Pero el impacto más cruel recae sobre la vida cotidiana de las personas. Cuando el estado opera fuera de la ley, la inseguridad jurídica se vuelve un veneno lento que afecta a todos. Para el ciudadano común, la garantía de sus derechos fundamentales –la libertad de expresión, el derecho a la protesta, la propiedad privada– se vuelve incierta.

Las decisiones gubernamentales pasan de ser previsibles, basadas en normas claras, a ser arbitrarias y sujetas al humor o interés del poder de turno. Esto se manifiesta en la criminalización de la protesta social, donde se utilizan figuras legales cuestionables como el código contravencional para reprimir y encarcelar a quienes se atreven a disentir, generando un efecto paralizante en la sociedad. La gente deja de hablar, de manifestarse, por el miedo a las represalias.
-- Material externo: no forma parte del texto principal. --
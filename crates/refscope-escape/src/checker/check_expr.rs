// SPDX-License-Identifier: (MIT OR Apache-2.0)
//! Escape scopes of expressions.

use tracing::trace;

use refscope_ast::decl::{MemberKind, RefKind, TypeKind};
use refscope_ast::expr::{Arg, Expr, ExprKind, LambdaExpr};
use refscope_ast::{MemberRef, Span, TypeRef};
use refscope_types::ShapeChecker;

use super::{BodyChecker, Operand};
use crate::context::{FunctionFrame, ScopeKind};
use crate::contract::ParamContract;
use crate::error::EscapeErrorKind;
use crate::scope::{EscapePair, ScopeLevel};

impl<'c, 's, 'a> BodyChecker<'c, 's, 'a> {
    pub(super) fn check_expr(&mut self, expr: &'a Expr) -> EscapePair {
        if self.ctx.in_expression_tree() && self.stack_only(&expr.ty) {
            self.error(EscapeErrorKind::ExpressionTree { ty: expr.ty.to_string() }, expr.span);
            self.facts.record(expr.id, EscapePair::INVALID);
            return EscapePair::INVALID;
        }

        let pair = match &expr.kind {
            ExprKind::Literal(_) => EscapePair::RVALUE,
            ExprKind::Local(name) => self.read_local(name, expr.span),
            ExprKind::This => self.read_this(expr.span),
            ExprKind::Field { receiver, owner, name } => {
                let receiver = receiver.as_deref().map(|r| (self.check_expr(r), &r.ty));
                self.field_pair(receiver, owner, name, &expr.ty)
            }
            ExprKind::Property { receiver, getter, args } => {
                let receiver = receiver.as_deref().map(|r| self.operand(r, RefKind::None));
                let args = self.operands(args);
                self.access_property(getter, receiver, args, &expr.ty, expr.span)
            }
            ExprKind::Call { receiver, method, type_args, args } => {
                self.check_call(receiver.as_deref(), method, type_args, args, &expr.ty, expr.span)
            }
            ExprKind::New { ctor, args } => {
                let shape_ok = self.check_shape(&expr.ty, expr.span);
                let args = self.operands(args);
                match ctor {
                    _ if !shape_ok => EscapePair::INVALID,
                    Some(ctor) => match self.resolve(ctor, expr.span) {
                        Some(callee) => self.invoke(&callee, None, args, &expr.ty, expr.span).result,
                        None => EscapePair::INVALID,
                    },
                    None => EscapePair::RVALUE,
                }
            }
            ExprKind::StackAlloc { len, .. } => {
                self.check_expr(len);
                if self.stack_only(&expr.ty) {
                    EscapePair::new(ScopeLevel::CurrentMethod, ScopeLevel::CurrentMethod)
                } else {
                    EscapePair::RVALUE
                }
            }
            ExprKind::Conditional { cond, then_expr, else_expr, by_ref } => {
                self.check_expr(cond);
                let a = self.check_expr(then_expr);
                let b = self.check_expr(else_expr);
                let both = a.narrower(b);
                let value = if self.stack_only(&expr.ty) { both.value } else { ScopeLevel::Unlimited };
                let ref_scope = if *by_ref { both.ref_scope } else { ScopeLevel::CurrentMethod };
                EscapePair { value, ref_scope, invalid: both.invalid }
            }
            ExprKind::Convert { operand, .. } => {
                let inner = self.check_expr(operand);
                let shape_ok = self.check_shape(&expr.ty, expr.span);
                if !shape_ok || !self.check_conversion(operand, &expr.ty, expr.span) {
                    EscapePair::INVALID
                } else if self.stack_only(&expr.ty) {
                    EscapePair { ref_scope: ScopeLevel::CurrentMethod, ..inner }
                } else {
                    EscapePair::RVALUE
                }
            }
            ExprKind::Binary { op, left, right } => {
                let l = self.check_expr(left);
                let r = self.check_expr(right);
                if l.invalid || r.invalid || !self.check_binary(expr.id, *op, left, right, expr.span) {
                    EscapePair::INVALID
                } else {
                    EscapePair::RVALUE
                }
            }
            ExprKind::Is { operand, pattern } => {
                let input = self.check_expr(operand);
                if self.check_is_null(expr.id, operand, pattern, expr.span) {
                    self.check_pattern(pattern, input, &operand.ty, expr.span);
                    EscapePair::RVALUE
                } else {
                    EscapePair::INVALID
                }
            }
            ExprKind::Lambda(lambda) => {
                self.check_lambda(lambda);
                EscapePair::RVALUE
            }
            ExprKind::ArrayNew { elems, .. } => {
                let shape_ok = self.check_shape(&expr.ty, expr.span);
                for elem in elems {
                    self.check_expr(elem);
                }
                if shape_ok { EscapePair::RVALUE } else { EscapePair::INVALID }
            }
            ExprKind::AnonymousObject { members } => {
                let mut ok = true;
                for (name, value) in members {
                    let pair = self.check_expr(value);
                    if !pair.invalid && self.stack_only(&value.ty) {
                        self.error(
                            EscapeErrorKind::AnonymousTypeMember {
                                member: name.clone(),
                                ty: value.ty.to_string(),
                            },
                            value.span,
                        );
                        ok = false;
                    }
                }
                if ok { EscapePair::RVALUE } else { EscapePair::INVALID }
            }
            ExprKind::Await(operand) => {
                self.check_expr(operand);
                EscapePair::RVALUE
            }
            ExprKind::DynamicInvoke { receiver, args, .. } => {
                self.check_expr(receiver);
                let mut operands = vec![receiver.as_ref()];
                for arg in args {
                    self.check_expr(&arg.expr);
                    operands.push(&arg.expr);
                }
                if self.check_dynamic_operands(&operands) {
                    EscapePair::RVALUE
                } else {
                    EscapePair::INVALID
                }
            }
            // Only meaningful in argument position, where `operand` binds it.
            ExprKind::OutVar(_) => EscapePair::new(ScopeLevel::CurrentMethod, ScopeLevel::CurrentMethod),
        };

        self.facts.record(expr.id, pair);
        trace!(node = expr.id.0, value = ?pair.value, ref_scope = ?pair.ref_scope, invalid = pair.invalid, "escape pair");
        pair
    }

    fn operands(&mut self, args: &'a [Arg]) -> Vec<Operand<'a>> {
        args.iter().map(|a| self.operand(&a.expr, a.mode)).collect()
    }

    fn read_local(&mut self, name: &str, span: Span) -> EscapePair {
        if let Some(found) = self.ctx.lookup(name) {
            let info = found.info.clone();
            if found.crossed.is_some() && info.stack_only {
                self.error(
                    EscapeErrorKind::ClosureCapture { name: info.name, ty: info.ty.to_string() },
                    span,
                );
                return EscapePair::INVALID;
            }
            return info.pair;
        }

        let owner = self.owner;
        if let Some(param) = owner.primary_params.iter().find(|p| p.name == name) {
            let stack_only = self.stack_only(&param.ty);
            if stack_only && self.member.kind != MemberKind::Constructor {
                self.error(
                    EscapeErrorKind::PrimaryConstructorCapture {
                        name: param.name.clone(),
                        ty: param.ty.to_string(),
                    },
                    span,
                );
                return EscapePair::INVALID;
            }
            return ParamContract::for_param(param, stack_only).pair();
        }

        self.error(EscapeErrorKind::UnresolvedMember { member: name.to_string() }, span);
        EscapePair::INVALID
    }

    fn read_this(&mut self, span: Span) -> EscapePair {
        let Some(pair) = self.ctx.function().and_then(|f| f.this_pair) else {
            return EscapePair::RVALUE;
        };
        if self.ctx.in_nested_function() && self.owner.kind == TypeKind::RefStruct {
            self.error(
                EscapeErrorKind::ClosureCapture { name: "this".to_string(), ty: self.owner.name.clone() },
                span,
            );
            return EscapePair::INVALID;
        }
        pair
    }

    /// Field read. Fields of heap objects and statics escape everywhere; a
    /// field of a value-type receiver lives in the receiver's storage.
    pub(super) fn field_pair(
        &mut self,
        receiver: Option<(EscapePair, &TypeRef)>,
        owner: &TypeRef,
        name: &str,
        field_ty: &TypeRef,
    ) -> EscapePair {
        let Some((recv, recv_ty)) = receiver else {
            return EscapePair::new(ScopeLevel::Unlimited, ScopeLevel::Unlimited);
        };
        if recv.invalid {
            return EscapePair::INVALID;
        }
        if self.is_reference_type(recv_ty) {
            return EscapePair::new(ScopeLevel::Unlimited, ScopeLevel::Unlimited);
        }
        let is_ref_field = self
            .env
            .symbols
            .field(owner, name)
            .is_some_and(|f| f.decl.is_ref);
        let value = if self.stack_only(field_ty) { recv.value } else { ScopeLevel::Unlimited };
        let ref_scope = if is_ref_field { recv.value } else { recv.ref_scope };
        EscapePair::new(value, ref_scope)
    }

    /// Property or indexer read, with the defensive-copy clamp for by-value
    /// getters on stack-only receivers.
    pub(super) fn access_property(
        &mut self,
        getter: &MemberRef,
        receiver: Option<Operand<'a>>,
        args: Vec<Operand<'a>>,
        result_ty: &TypeRef,
        span: Span,
    ) -> EscapePair {
        let Some(callee) = self.resolve(getter, span) else {
            return EscapePair::INVALID;
        };
        let receiver_stack_only = receiver.as_ref().is_some_and(|r| r.stack_only);
        let mut pair = self.invoke(&callee, receiver, args, result_ty, span).result;
        if pair.invalid {
            return pair;
        }
        let contract = &callee.contract;
        if !contract.returns_by_ref
            && !contract.is_unscoped
            && receiver_stack_only
            && self.stack_only(result_ty)
        {
            trace!(getter = %getter, "defensive copy");
            self.facts.defensive_copies.push(span);
            pair.value = ScopeLevel::CurrentMethod;
        }
        pair
    }

    #[allow(clippy::too_many_arguments)]
    fn check_call(
        &mut self,
        receiver: Option<&'a Expr>,
        method: &MemberRef,
        type_args: &[TypeRef],
        args: &'a [Arg],
        result_ty: &TypeRef,
        span: Span,
    ) -> EscapePair {
        let receiver = receiver.map(|r| self.operand(r, RefKind::None));
        let args = self.operands(args);
        let Some(callee) = self.resolve(method, span) else {
            return EscapePair::INVALID;
        };
        if !type_args.is_empty() {
            let mut found = Vec::new();
            for ty in type_args {
                ShapeChecker::new(self.env.symbols, self.env.caps, self.env.runtime_supports_byref_generics)
                    .check_type(ty, &self.generics, span, &mut found);
            }
            ShapeChecker::new(self.env.symbols, self.env.caps, self.env.runtime_supports_byref_generics)
                .check_type_args(
                    &callee.key,
                    &callee.key,
                    &callee.decl.type_params,
                    type_args,
                    &self.generics,
                    span,
                    &mut found,
                );
            for e in found {
                self.error(EscapeErrorKind::Shape(e.kind), e.span);
            }
        }
        self.invoke(&callee, receiver, args, result_ty, span).result
    }

    fn check_lambda(&mut self, lambda: &'a LambdaExpr) {
        let this_pair = self.ctx.function().and_then(|f| f.this_pair);
        let frame = FunctionFrame {
            returns_by_ref: false,
            returns_stack_only: self.stack_only(&lambda.ret_ty),
            is_async: lambda.is_async,
            is_iterator: false,
            this_pair: if lambda.is_static { None } else { this_pair },
        };
        self.ctx.push_function(ScopeKind::Lambda { expression_tree: lambda.is_expression_tree }, frame);
        let contracts: Vec<ParamContract> = lambda
            .params
            .iter()
            .map(|p| ParamContract::for_param(p, self.stack_only(&p.ty)))
            .collect();
        self.bind_params(&lambda.params, &contracts, true);
        self.check_stmts(&lambda.body);
        self.ctx.pop_scope();
    }
}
En el plano económico, la ilegalidad es un componente fatal para el desarrollo. ¿Qué inversor serio arriesgaría su capital en una provincia donde los fallos judiciales pueden ser ignorados, donde las licitaciones públicas son opacas o direccionadas, y donde los contratos no se rigen por la ley sino por la influencia política? Esto frena la creación de empleo genuino, alimenta el clientelismo y condena a la provincia a depender de la discrecionalidad de los fondos nacionales o de la gestión extractiva, profundizando la desigualdad social. La corrupción prospera en este ambiente de opacidad institucional.

Al no existir controles efectivos ni respeto por los procedimiento legales, el desvío de recursos públicos se facilita, drenando fondos que deberían destinarse a mejorar la educación, la salud y la infraestructura.

Finalmente, el perjuicio a la democracia es existencial. Un gobierno que se comporta como un poder fáctico, desconociendo el marco normativo que lo invistió, está traicionando el contrato social. Se socava la legitimidad de ejercicio, que es tan importante como la legitimidad de origen dada por el voto. Se le enseña a la ciudadanía que las elecciones son solo un trámite y que, una vez en el poder, la autoridad puede pisotear las reglas.

Este cinismo político genera una profunda desafección y un escepticismo peligroso hacia las instituciones. Se pierde la fe en la posibilidad de un cambio justo y legal, y se abren las puertas a soluciones extralegales o a la resignación. Al normalizar la violación de la ley por parte del Estado, se establece un precedente nefasto que será invocado por futuras administraciones, consolidando un modelo de autoritarismo estructural.

La república se convierte en una cáscara vacía, manteniendo las formas democráticas –el voto, el parlamento– pero vaciando su contenido esencial, que es el estado de derecho. Es por eso que el desafío no es solo político, sino cívico y moral: es imperativo exigir el retorno estricto al cumplimiento de la constitución y las leyes.